STORED DATA:
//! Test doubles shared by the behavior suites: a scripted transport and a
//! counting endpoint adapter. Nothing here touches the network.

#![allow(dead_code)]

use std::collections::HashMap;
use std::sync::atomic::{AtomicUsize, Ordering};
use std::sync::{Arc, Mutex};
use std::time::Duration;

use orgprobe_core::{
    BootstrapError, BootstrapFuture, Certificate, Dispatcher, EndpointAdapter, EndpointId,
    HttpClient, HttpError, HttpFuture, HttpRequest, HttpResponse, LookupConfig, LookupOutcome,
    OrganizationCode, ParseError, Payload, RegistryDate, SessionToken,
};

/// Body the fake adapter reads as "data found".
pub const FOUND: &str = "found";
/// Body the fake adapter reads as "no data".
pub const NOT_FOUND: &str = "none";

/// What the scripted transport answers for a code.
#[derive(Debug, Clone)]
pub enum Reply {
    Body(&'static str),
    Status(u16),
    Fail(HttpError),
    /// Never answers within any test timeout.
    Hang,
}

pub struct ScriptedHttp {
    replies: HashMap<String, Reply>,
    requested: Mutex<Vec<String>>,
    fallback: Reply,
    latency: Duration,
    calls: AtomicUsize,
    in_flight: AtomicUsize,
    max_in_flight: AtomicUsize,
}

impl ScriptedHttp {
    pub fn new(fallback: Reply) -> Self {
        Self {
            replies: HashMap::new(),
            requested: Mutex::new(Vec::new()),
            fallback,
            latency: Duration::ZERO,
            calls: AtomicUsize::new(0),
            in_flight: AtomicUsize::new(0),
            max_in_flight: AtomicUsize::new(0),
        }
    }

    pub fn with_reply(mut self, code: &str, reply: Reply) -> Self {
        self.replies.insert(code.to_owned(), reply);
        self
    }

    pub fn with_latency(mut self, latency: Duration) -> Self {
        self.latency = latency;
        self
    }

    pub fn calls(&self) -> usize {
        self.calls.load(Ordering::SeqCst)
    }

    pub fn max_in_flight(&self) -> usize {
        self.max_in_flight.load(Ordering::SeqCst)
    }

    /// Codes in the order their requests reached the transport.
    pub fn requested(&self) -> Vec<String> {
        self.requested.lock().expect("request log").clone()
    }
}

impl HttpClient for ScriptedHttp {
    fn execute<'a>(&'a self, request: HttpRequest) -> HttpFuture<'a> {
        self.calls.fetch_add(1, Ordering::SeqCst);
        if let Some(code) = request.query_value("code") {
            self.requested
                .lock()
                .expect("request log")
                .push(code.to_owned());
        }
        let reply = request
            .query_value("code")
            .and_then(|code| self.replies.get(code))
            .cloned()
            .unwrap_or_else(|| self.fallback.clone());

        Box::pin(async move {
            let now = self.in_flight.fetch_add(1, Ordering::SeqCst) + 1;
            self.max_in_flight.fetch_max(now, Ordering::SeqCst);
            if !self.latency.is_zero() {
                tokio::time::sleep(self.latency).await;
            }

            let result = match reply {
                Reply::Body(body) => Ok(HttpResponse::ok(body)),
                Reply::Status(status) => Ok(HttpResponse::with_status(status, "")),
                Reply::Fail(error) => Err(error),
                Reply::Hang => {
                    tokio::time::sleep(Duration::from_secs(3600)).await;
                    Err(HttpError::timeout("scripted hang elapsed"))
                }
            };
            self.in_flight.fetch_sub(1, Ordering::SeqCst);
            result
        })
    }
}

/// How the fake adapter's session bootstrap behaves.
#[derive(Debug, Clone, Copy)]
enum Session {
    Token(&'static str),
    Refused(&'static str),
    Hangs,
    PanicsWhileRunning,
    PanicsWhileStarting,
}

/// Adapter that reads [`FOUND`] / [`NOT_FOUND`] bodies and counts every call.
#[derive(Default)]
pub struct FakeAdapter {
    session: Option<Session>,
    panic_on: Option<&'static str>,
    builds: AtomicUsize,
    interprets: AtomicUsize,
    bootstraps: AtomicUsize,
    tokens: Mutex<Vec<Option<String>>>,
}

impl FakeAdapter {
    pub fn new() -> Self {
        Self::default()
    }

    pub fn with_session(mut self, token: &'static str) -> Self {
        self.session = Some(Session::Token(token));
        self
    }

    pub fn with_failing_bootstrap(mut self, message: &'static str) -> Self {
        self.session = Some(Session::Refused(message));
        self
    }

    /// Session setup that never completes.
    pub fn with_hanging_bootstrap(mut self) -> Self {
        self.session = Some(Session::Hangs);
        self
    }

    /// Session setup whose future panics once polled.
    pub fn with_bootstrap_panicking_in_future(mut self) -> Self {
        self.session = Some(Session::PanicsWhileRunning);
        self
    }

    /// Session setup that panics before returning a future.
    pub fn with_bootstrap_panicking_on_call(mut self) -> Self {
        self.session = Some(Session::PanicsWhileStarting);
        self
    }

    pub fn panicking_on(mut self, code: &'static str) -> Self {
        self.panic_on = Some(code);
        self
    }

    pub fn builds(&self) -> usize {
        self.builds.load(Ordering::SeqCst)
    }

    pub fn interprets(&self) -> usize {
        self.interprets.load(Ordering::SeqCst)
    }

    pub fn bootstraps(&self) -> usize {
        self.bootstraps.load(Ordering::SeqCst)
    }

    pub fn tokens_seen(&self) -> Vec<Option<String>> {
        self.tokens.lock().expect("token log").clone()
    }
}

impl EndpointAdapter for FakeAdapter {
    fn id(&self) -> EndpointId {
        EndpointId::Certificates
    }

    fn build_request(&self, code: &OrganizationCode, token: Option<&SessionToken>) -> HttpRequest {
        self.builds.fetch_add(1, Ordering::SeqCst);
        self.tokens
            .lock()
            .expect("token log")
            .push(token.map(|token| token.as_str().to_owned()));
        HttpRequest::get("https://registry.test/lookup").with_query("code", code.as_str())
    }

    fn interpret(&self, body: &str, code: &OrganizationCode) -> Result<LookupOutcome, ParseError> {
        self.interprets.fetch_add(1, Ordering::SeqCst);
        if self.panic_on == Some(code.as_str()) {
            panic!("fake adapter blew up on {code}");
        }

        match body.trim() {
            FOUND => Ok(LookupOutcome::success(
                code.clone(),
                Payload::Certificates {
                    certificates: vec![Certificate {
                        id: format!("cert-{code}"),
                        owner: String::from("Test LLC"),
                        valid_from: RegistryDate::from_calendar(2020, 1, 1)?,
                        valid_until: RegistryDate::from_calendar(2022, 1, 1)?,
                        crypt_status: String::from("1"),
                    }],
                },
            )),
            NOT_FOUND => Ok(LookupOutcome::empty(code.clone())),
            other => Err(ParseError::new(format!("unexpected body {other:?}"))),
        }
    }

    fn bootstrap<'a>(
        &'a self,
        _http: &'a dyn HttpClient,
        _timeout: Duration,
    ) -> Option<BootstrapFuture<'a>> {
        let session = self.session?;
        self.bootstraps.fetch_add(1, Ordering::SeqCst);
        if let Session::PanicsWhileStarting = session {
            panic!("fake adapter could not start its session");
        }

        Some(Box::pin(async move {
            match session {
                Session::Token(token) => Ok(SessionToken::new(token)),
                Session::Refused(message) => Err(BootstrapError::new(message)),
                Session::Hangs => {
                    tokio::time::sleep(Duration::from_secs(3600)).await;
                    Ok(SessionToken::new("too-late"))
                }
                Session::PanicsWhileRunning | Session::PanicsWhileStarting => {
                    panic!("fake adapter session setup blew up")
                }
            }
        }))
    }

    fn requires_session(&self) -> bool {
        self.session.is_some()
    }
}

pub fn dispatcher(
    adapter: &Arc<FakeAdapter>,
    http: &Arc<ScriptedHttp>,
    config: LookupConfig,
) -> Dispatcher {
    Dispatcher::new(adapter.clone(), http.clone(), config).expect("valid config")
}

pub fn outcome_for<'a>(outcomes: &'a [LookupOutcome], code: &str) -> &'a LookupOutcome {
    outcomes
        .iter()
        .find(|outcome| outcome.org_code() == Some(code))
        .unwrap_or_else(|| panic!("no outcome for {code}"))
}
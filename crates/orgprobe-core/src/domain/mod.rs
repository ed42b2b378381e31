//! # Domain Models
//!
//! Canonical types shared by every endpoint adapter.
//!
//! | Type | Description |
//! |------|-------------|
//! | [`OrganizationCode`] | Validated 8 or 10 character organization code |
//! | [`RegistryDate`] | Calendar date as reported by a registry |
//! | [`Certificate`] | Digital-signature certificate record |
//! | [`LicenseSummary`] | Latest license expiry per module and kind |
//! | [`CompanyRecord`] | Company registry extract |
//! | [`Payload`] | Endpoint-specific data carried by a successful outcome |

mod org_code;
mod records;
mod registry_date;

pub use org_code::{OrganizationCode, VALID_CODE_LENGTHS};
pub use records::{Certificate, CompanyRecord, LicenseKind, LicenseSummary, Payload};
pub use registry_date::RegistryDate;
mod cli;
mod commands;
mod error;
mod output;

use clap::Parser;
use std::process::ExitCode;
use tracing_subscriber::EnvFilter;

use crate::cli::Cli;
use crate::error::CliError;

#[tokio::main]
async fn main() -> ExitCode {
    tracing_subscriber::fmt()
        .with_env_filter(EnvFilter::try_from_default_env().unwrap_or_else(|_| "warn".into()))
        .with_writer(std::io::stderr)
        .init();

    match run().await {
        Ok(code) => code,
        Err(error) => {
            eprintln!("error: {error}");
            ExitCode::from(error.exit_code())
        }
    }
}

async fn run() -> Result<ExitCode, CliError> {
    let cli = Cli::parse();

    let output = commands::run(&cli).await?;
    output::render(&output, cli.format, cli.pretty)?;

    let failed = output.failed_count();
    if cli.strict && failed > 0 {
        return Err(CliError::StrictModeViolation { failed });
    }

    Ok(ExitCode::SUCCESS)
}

EXERCISE: Take every line from the one containing "mod output;" to the end of the listing and output it exactly, with nothing else.

TASK SOLUTION:
mod output;

use clap::Parser;
use std::process::ExitCode;
use tracing_subscriber::EnvFilter;

use crate::cli::Cli;
use crate::error::CliError;

#[tokio::main]
async fn main() -> ExitCode {
    tracing_subscriber::fmt()
        .with_env_filter(EnvFilter::try_from_default_env().unwrap_or_else(|_| "warn".into()))
        .with_writer(std::io::stderr)
        .init();

    match run().await {
        Ok(code) => code,
        Err(error) => {
            eprintln!("error: {error}");
            ExitCode::from(error.exit_code())
        }
    }
}

async fn run() -> Result<ExitCode, CliError> {
    let cli = Cli::parse();

    let output = commands::run(&cli).await?;
    output::render(&output, cli.format, cli.pretty)?;

    let failed = output.failed_count();
    if cli.strict && failed > 0 {
        return Err(CliError::StrictModeViolation { failed });
    }

    Ok(ExitCode::SUCCESS)
}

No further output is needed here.